§ WHAT YOU ARE ASKED TO DO:
Below are the records. Count the lines containing the string "contains", and reply with the number alone.

§ DATA EXTRACTS:
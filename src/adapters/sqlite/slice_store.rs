//! SQLite implementation of the `SliceStore` port.

use async_trait::async_trait;
use sqlx::{Row, SqlitePool};

use crate::domain::errors::{LatticeError, LatticeResult};
use crate::domain::models::{Id, ResourceType, Slice, SliceKind};
use crate::domain::ports::SliceStore;

#[derive(Clone)]
pub struct SqliteSliceStore {
    pool: SqlitePool,
}

impl SqliteSliceStore {
    pub fn new(pool: SqlitePool) -> Self {
        Self { pool }
    }
}

fn decode(blob: &str) -> LatticeResult<Slice> {
    Ok(serde_json::from_str(blob)?)
}

#[async_trait]
impl SliceStore for SqliteSliceStore {
    async fn add_slice(&self, actor_id: Id, slice: &Slice) -> LatticeResult<()> {
        let blob = serde_json::to_string(slice)?;
        sqlx::query(
            "INSERT INTO slices (id, actor_id, name, kind, resource_type, blob)
             VALUES (?, ?, ?, ?, ?, ?)",
        )
        .bind(slice.id.to_string())
        .bind(actor_id.to_string())
        .bind(&slice.name)
        .bind(slice.kind.as_str())
        .bind(slice.resource_type.as_ref().map(|t| t.as_str().to_string()))
        .bind(&blob)
        .execute(&self.pool)
        .await?;
        Ok(())
    }

    async fn update_slice(&self, actor_id: Id, slice: &Slice) -> LatticeResult<()> {
        let blob = serde_json::to_string(slice)?;
        let result = sqlx::query(
            "UPDATE slices SET name = ?, kind = ?, resource_type = ?, blob = ?
             WHERE actor_id = ? AND id = ?",
        )
        .bind(&slice.name)
        .bind(slice.kind.as_str())
        .bind(slice.resource_type.as_ref().map(|t| t.as_str().to_string()))
        .bind(&blob)
        .bind(actor_id.to_string())
        .bind(slice.id.to_string())
        .execute(&self.pool)
        .await?;

        if result.rows_affected() == 0 {
            return Err(LatticeError::NoSuchSlice(slice.id));
        }
        Ok(())
    }

    async fn remove_slice(&self, actor_id: Id, slice_id: Id) -> LatticeResult<()> {
        let result = sqlx::query("DELETE FROM slices WHERE actor_id = ? AND id = ?")
            .bind(actor_id.to_string())
            .bind(slice_id.to_string())
            .execute(&self.pool)
            .await?;

        if result.rows_affected() == 0 {
            return Err(LatticeError::NoSuchSlice(slice_id));
        }
        Ok(())
    }

    async fn get_slice(&self, actor_id: Id, slice_id: Id) -> LatticeResult<Option<Slice>> {
        let row = sqlx::query("SELECT blob FROM slices WHERE actor_id = ? AND id = ?")
            .bind(actor_id.to_string())
            .bind(slice_id.to_string())
            .fetch_optional(&self.pool)
            .await?;

        row.map(|r| decode(r.get::<String, _>("blob").as_str())).transpose()
    }

    async fn get_slices(&self, actor_id: Id) -> LatticeResult<Vec<Slice>> {
        let rows = sqlx::query("SELECT blob FROM slices WHERE actor_id = ? ORDER BY name")
            .bind(actor_id.to_string())
            .fetch_all(&self.pool)
            .await?;

        rows.iter()
            .map(|r| decode(r.get::<String, _>("blob").as_str()))
            .collect()
    }

    async fn get_slices_by_kind(&self, actor_id: Id, kind: SliceKind) -> LatticeResult<Vec<Slice>> {
        let rows = sqlx::query("SELECT blob FROM slices WHERE actor_id = ? AND kind = ? ORDER BY name")
            .bind(actor_id.to_string())
            .bind(kind.as_str())
            .fetch_all(&self.pool)
            .await?;

        rows.iter()
            .map(|r| decode(r.get::<String, _>("blob").as_str()))
            .collect()
    }

    async fn get_slices_by_resource_type(
        &self,
        actor_id: Id,
        rtype: &ResourceType,
    ) -> LatticeResult<Vec<Slice>> {
        let rows = sqlx::query(
            "SELECT blob FROM slices WHERE actor_id = ? AND resource_type = ? ORDER BY name",
        )
        .bind(actor_id.to_string())
        .bind(rtype.as_str())
        .fetch_all(&self.pool)
        .await?;

        rows.iter()
            .map(|r| decode(r.get::<String, _>("blob").as_str()))
            .collect()
    }
}
//! Authority-side protocol handlers: redeem into leased units, lease
//! extension and modification, close, delegation claim/reclaim, and the
//! priming probe that completes unit configuration.

use crate::domain::errors::{LatticeError, LatticeResult};
use crate::domain::models::{
    ActorRole, ConfigAction, DelegationState, DelegationWire, Id, PendingState, Reservation,
    ReservationCategory, ReservationState, ResourceSet, RpcEnvelope, RpcKind, RpcPayload,
    SliceKind, UpdateData,
};
use crate::domain::ports::ConfigComplete;

use super::actor::{Actor, StagedConfig, StagedSend};
impl Actor {
    /// Build the actor and its handle. The caller spawns [`Actor::run`] on
    /// the runtime; events queued before that are processed after recovery.
    #[allow(clippy::too_many_arguments)]
    pub fn new(
        identity: AuthToken,
        role: ActorRole,
        clock: ActorClock,
        mut policy: Box<dyn Policy>,
        stores: Stores,
        config_handler: Arc<dyn ConfigurationHandler>,
        proxies: Arc<ProxyRegistry>,
        rpc: Arc<RpcManager>,
    ) -> LatticeResult<(
        Self,
        ActorHandle,
        mpsc::UnboundedReceiver<ActorEvent>,
        mpsc::UnboundedReceiver<ActorEvent>,
    )> {
        if identity.name.is_empty() {
            return Err(LatticeError::InvalidActor("actor has no name".into()));
        }

        let (events_tx, events_rx) = mpsc::unbounded_channel();
        let (timers_tx, timers_rx) = mpsc::unbounded_channel();
        let (pending_tx, pending_rx) = watch::channel(0usize);
        let (stopped_tx, stopped_rx) = watch::channel(false);

        policy.set_actor(&identity);

        let handle = ActorHandle {
            name: identity.name.clone(),
            guid: identity.guid,
            identity: identity.clone(),
            role,
            events: events_tx,
            timers: timers_tx,
            pending: pending_rx,
            stopped: stopped_rx,
        };

        let actor = Self {
            identity,
            role,
            clock,
            policy,
            stores,
            config_handler,
            proxies,
            rpc,
            slices: BTreeMap::new(),
            reservations: BTreeMap::new(),
            delegations: BTreeMap::new(),
            recovered: false,
            current_cycle: None,
            first_tick: true,
            deferred: DeferredOps::default(),
            staged_sends: Vec::new(),
            staged_configs: Vec::new(),
            staged_removals: Vec::new(),
            dirty_slices: BTreeSet::new(),
            new_slices: BTreeSet::new(),
            new_reservations: BTreeSet::new(),
            new_delegations: BTreeSet::new(),
            new_units: BTreeSet::new(),
            handle: handle.clone(),
            pending_tx,
            stopped_tx,
        };

        Ok((actor, handle, events_rx, timers_rx))
    }

    /// Main loop. Recovery runs before the first event is processed.
    pub async fn run(
        mut self,
        mut events: mpsc::UnboundedReceiver<ActorEvent>,
        mut timers: mpsc::UnboundedReceiver<ActorEvent>,
    ) {
        if let Err(error) = self.recover().await {
            tracing::error!(actor = %self.identity.name, %error, "recovery failed");
        }
        self.commit().await;

        'main: loop {
            let mut event_batch: Vec<ActorEvent> = Vec::new();
            let mut timer_batch: Vec<ActorEvent> = Vec::new();

            tokio::select! {
                event = events.recv() => match event {
                    Some(event) => event_batch.push(event),
                    None => break 'main,
                },
                timer = timers.recv() => match timer {
                    Some(timer) => timer_batch.push(timer),
                    None => break 'main,
                },
            }
            while let Ok(event) = events.try_recv() {
                event_batch.push(event);
            }
            while let Ok(timer) = timers.try_recv() {
                timer_batch.push(timer);
            }

            // Events first, then timers.
            for event in event_batch.into_iter().chain(timer_batch) {
                if matches!(event, ActorEvent::Stop) {
                    tracing::info!(actor = %self.identity.name, "actor exiting");
                    break 'main;
                }
                self.process_event(event).await;
            }
        }

        self.rpc.cancel_actor(&self.identity.name);
        let _ = self.stopped_tx.send(true);
    }

    async fn process_event(&mut self, event: ActorEvent) {
        tracing::trace!(actor = %self.identity.name, ?event, "processing event");
        match event {
            ActorEvent::Tick { cycle } => self.actor_tick(cycle),
            ActorEvent::Incoming(envelope) => self.handle_incoming(*envelope),
            ActorEvent::ConfigComplete(completion) => self.handle_config_complete(completion),
            ActorEvent::Invoke(runnable) => runnable(self),
            ActorEvent::Stop => unreachable!("stop handled by the loop"),
        }
        self.commit().await;
    }

    /// Tick handling with catch-up: each intermediate cycle is replayed
    /// through the full prepare/handle/finish/probe pipeline.
    fn actor_tick(&mut self, cycle: u64) {
        if !self.recovered {
            tracing::warn!(actor = %self.identity.name, cycle, "tick before recovery completed");
            return;
        }

        let start = if self.first_tick {
            cycle
        } else {
            match self.current_cycle {
                Some(current) if current >= cycle => return,
                Some(current) => current + 1,
                None => cycle,
            }
        };

        for current in start..=cycle {
            tracing::debug!(actor = %self.identity.name, cycle = current, "tick start");
            self.current_cycle = Some(current);
            self.policy.prepare(current);
            if self.first_tick {
                self.issue_deferred();
            }
            self.tick_handler(current);
            self.policy.finish(current);
            self.probe_reservations(current);
            self.first_tick = false;
            tracing::debug!(actor = %self.identity.name, cycle = current, "tick end");
        }
    }

    /// Role-specific per-cycle work. All roles close expired holdings.
    fn tick_handler(&mut self, cycle: u64) {
        let mut due = self.policy.closing(cycle);
        let boundary = self.clock.cycle_start_millis(cycle);
        for (rid, reservation) in &self.reservations {
            if reservation.is_active()
                && reservation.pending == PendingState::None
                && reservation.expired(boundary)
            {
                due.push(*rid);
            }
        }
        due.sort_unstable();
        due.dedup();
        if !due.is_empty() {
            tracing::info!(actor = %self.identity.name, cycle, count = due.len(), "closing expired reservations");
            self.close_reservations(&due);
        }
    }

    fn handle_incoming(&mut self, envelope: RpcEnvelope) {
        use crate::domain::models::RpcKind;

        let result = match envelope.kind {
            RpcKind::Ticket => self.broker_handle_ticket(&envelope),
            RpcKind::ExtendTicket => self.broker_handle_extend_ticket(&envelope),
            RpcKind::Relinquish => self.broker_handle_relinquish(&envelope),
            RpcKind::Redeem => self.authority_handle_redeem(&envelope),
            RpcKind::ExtendLease => self.authority_handle_extend_lease(&envelope),
            RpcKind::ModifyLease => self.authority_handle_modify_lease(&envelope),
            RpcKind::Close => self.authority_handle_close(&envelope),
            RpcKind::ClaimDelegation => self.authority_handle_claim(&envelope),
            RpcKind::ReclaimDelegation => self.authority_handle_reclaim(&envelope),
            RpcKind::UpdateTicket => self.client_handle_update_ticket(&envelope),
            RpcKind::UpdateLease => self.client_handle_update_lease(&envelope),
            RpcKind::UpdateDelegation => self.broker_handle_update_delegation(&envelope),
            RpcKind::Query => self.handle_query(&envelope),
            RpcKind::QueryResult => Ok(()),
            RpcKind::FailedRpc => self.process_failed_rpc_envelope(&envelope),
        };

        if let Err(error) = result {
            tracing::error!(
                actor = %self.identity.name,
                kind = envelope.kind.as_str(),
                message_id = %envelope.message_id,
                %error,
                "inbound message handling failed"
            );
        }
    }

    /// Persist every dirty entity, then release staged configuration
    /// actions and outbound RPCs. A store failure keeps entities dirty and
    /// drops the staged work; a later tick retries persistence.
    pub(crate) async fn commit(&mut self) {
        if let Err(error) = self.persist_dirty().await {
            tracing::error!(actor = %self.identity.name, %error, "persist failed; dropping staged work");
            self.staged_sends.clear();
            self.staged_configs.clear();
            self.refresh_pending_gauge();
            return;
        }

        for removal in std::mem::take(&mut self.staged_removals) {
            let result = match removal {
                StagedRemoval::Slice(id) => self.stores.remove_slice(id).await,
                StagedRemoval::Reservation(id) => self.stores.remove_reservation(id).await,
                StagedRemoval::Delegation(id) => {
                    self.stores.delegations.remove_delegation(self.stores.actor_id, id).await
                }
            };
            if let Err(error) = result {
                tracing::warn!(actor = %self.identity.name, %error, "staged removal failed");
            }
        }

        for staged in std::mem::take(&mut self.staged_configs) {
            let result = self
                .config_handler
                .start(staged.action, &staged.unit, &self.handle)
                .await;
            if let Err(error) = result {
                tracing::warn!(
                    actor = %self.identity.name,
                    unit = %staged.unit.id,
                    action = staged.action.as_str(),
                    %error,
                    "configuration dispatch failed"
                );
                self.handle.complete(ConfigComplete {
                    unit_id: staged.unit.id,
                    reservation_id: staged.unit.reservation_id,
                    action: staged.action,
                    sequence: staged.unit.sequence,
                    error: Some(error.to_string()),
                });
            }
        }

        for staged in std::mem::take(&mut self.staged_sends) {
            let proxy = self.proxies.route(&staged.target);
            self.rpc
                .send(&self.identity.name, proxy, staged.envelope)
                .await;
        }

        self.refresh_pending_gauge();
    }

    async fn persist_dirty(&mut self) -> LatticeResult<()> {
        let dirty_slices: Vec<Id> = std::mem::take(&mut self.dirty_slices).into_iter().collect();
        for slice_id in &dirty_slices {
            let Some(slice) = self.slices.get(slice_id) else {
                continue;
            };
            let result = if self.new_slices.contains(slice_id) {
                self.stores.add_slice(slice).await
            } else {
                self.stores.update_slice(slice).await
            };
            if let Err(error) = result {
                self.dirty_slices.extend(dirty_slices.iter().copied());
                return Err(error);
            }
            self.new_slices.remove(slice_id);
        }

        let dirty_rids: Vec<Id> = self
            .reservations
            .iter()
            .filter(|(_, r)| r.dirty)
            .map(|(rid, _)| *rid)
            .collect();
        for rid in dirty_rids {
            self.persist_reservation(rid).await?;
        }

        let dirty_dids: Vec<Id> = self
            .delegations
            .iter()
            .filter(|(_, d)| d.dirty)
            .map(|(did, _)| *did)
            .collect();
        for did in dirty_dids {
            let delegation = self.delegations.get(&did).expect("delegation present");
            let result = if self.new_delegations.contains(&did) {
                self.stores.add_delegation(delegation).await
            } else {
                self.stores.update_delegation(delegation).await
            };
            result?;
            self.new_delegations.remove(&did);
            if let Some(delegation) = self.delegations.get_mut(&did) {
                delegation.clear_dirty();
            }
        }

        Ok(())
    }

    async fn persist_reservation(&mut self, rid: Id) -> LatticeResult<()> {
        let reservation = self.reservations.get(&rid).expect("reservation present");

        // Units travel inside the reservation blob; the units table is the
        // queryable index and is kept in step here.
        let units: Vec<Unit> = reservation
            .resources
            .as_ref()
            .and_then(|r| r.unit_set())
            .map(|set| set.iter().cloned().collect())
            .unwrap_or_default();

        if self.new_reservations.contains(&rid) {
            self.stores.add_reservation(reservation).await?;
        } else {
            self.stores.update_reservation(reservation).await?;
        }
        self.new_reservations.remove(&rid);

        for unit in units {
            if self.new_units.contains(&unit.id) {
                self.stores.add_unit(&unit, false).await?;
                self.new_units.remove(&unit.id);
            } else {
                self.stores.update_unit(&unit).await?;
            }
        }

        if let Some(reservation) = self.reservations.get_mut(&rid) {
            reservation.clear_dirty();
        }
        Ok(())
    }

    pub(crate) fn refresh_pending_gauge(&self) {
        let pending = self
            .reservations
            .values()
            .filter(|r| r.pending != PendingState::None)
            .count();
        let _ = self.pending_tx.send(pending);
    }
}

§ SOLUTION BELOW:
4